Segment Open

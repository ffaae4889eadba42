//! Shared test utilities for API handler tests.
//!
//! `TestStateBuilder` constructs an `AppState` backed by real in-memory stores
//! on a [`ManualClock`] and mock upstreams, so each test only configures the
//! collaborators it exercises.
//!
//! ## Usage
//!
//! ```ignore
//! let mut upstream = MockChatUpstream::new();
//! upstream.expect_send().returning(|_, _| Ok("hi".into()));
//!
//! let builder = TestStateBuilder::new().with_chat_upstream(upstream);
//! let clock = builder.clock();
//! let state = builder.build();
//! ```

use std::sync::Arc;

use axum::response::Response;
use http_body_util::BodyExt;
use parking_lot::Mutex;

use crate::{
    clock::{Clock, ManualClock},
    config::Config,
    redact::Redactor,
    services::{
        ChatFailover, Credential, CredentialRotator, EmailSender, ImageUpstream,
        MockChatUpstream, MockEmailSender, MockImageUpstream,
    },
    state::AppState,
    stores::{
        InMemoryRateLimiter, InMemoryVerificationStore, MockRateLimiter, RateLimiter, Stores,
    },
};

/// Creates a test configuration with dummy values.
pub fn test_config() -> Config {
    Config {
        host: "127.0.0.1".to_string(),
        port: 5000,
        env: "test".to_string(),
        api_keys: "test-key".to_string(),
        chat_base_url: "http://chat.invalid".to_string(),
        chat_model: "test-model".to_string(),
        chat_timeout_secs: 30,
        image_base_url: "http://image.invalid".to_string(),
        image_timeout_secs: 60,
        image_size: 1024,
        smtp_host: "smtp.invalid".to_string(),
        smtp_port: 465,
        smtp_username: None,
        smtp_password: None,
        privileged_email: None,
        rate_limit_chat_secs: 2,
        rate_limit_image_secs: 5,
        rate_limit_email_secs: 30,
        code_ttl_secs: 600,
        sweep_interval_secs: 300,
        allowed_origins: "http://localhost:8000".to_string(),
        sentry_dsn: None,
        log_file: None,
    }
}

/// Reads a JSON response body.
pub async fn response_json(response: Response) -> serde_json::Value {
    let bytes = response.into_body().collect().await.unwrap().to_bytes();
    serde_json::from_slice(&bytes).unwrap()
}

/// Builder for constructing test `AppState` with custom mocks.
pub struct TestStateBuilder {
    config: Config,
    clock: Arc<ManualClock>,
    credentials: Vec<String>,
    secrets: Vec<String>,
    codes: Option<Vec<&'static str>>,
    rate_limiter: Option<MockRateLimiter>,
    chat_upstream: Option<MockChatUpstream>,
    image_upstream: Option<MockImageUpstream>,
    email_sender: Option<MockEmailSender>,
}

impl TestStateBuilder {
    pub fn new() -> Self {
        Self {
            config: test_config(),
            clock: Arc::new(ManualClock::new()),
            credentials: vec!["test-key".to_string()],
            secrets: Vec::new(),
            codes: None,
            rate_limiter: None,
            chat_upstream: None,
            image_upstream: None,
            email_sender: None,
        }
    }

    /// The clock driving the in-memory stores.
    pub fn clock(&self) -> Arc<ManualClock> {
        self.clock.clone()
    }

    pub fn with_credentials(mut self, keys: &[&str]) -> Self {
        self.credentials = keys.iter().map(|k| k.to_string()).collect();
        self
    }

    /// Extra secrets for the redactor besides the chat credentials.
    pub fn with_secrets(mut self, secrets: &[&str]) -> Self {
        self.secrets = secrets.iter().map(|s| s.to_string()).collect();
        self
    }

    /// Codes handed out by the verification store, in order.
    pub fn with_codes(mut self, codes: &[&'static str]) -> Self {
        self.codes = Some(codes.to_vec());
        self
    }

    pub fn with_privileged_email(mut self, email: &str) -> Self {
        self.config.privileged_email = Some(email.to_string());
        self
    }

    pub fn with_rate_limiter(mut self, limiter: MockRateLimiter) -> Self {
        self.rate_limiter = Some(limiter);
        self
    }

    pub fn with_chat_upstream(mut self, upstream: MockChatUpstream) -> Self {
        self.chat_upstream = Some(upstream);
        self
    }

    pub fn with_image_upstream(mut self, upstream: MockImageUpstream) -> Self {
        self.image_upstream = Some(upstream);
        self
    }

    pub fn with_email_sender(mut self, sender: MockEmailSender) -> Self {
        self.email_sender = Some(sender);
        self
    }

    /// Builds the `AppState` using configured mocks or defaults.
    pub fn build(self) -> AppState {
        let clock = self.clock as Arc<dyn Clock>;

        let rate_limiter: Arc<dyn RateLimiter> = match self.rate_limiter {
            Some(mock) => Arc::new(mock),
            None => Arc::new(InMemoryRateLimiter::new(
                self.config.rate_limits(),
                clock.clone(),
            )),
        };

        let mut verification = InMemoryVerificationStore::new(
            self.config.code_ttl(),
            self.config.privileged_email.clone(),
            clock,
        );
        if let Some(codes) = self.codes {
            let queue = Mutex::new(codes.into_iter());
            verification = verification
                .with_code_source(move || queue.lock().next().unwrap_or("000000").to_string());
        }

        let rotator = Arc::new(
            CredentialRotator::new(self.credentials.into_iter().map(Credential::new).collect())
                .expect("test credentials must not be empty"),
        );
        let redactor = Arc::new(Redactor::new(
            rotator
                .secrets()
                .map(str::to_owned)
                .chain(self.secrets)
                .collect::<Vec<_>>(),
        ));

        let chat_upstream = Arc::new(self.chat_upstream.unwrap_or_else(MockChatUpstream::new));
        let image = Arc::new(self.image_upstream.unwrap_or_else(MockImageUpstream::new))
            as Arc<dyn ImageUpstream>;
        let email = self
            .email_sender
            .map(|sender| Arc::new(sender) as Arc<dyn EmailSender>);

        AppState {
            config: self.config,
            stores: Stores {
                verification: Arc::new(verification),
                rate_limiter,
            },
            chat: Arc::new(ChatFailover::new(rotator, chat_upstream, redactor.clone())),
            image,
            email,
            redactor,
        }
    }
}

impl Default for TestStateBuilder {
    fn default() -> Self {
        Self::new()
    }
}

Segment Closed

Problem:
In the records above, find each line with the word "clone" and copy it out.

Task result:
        self.clock.clone()
                clock.clone(),
            self.config.privileged_email.clone(),
            chat: Arc::new(ChatFailover::new(rotator, chat_upstream, redactor.clone())),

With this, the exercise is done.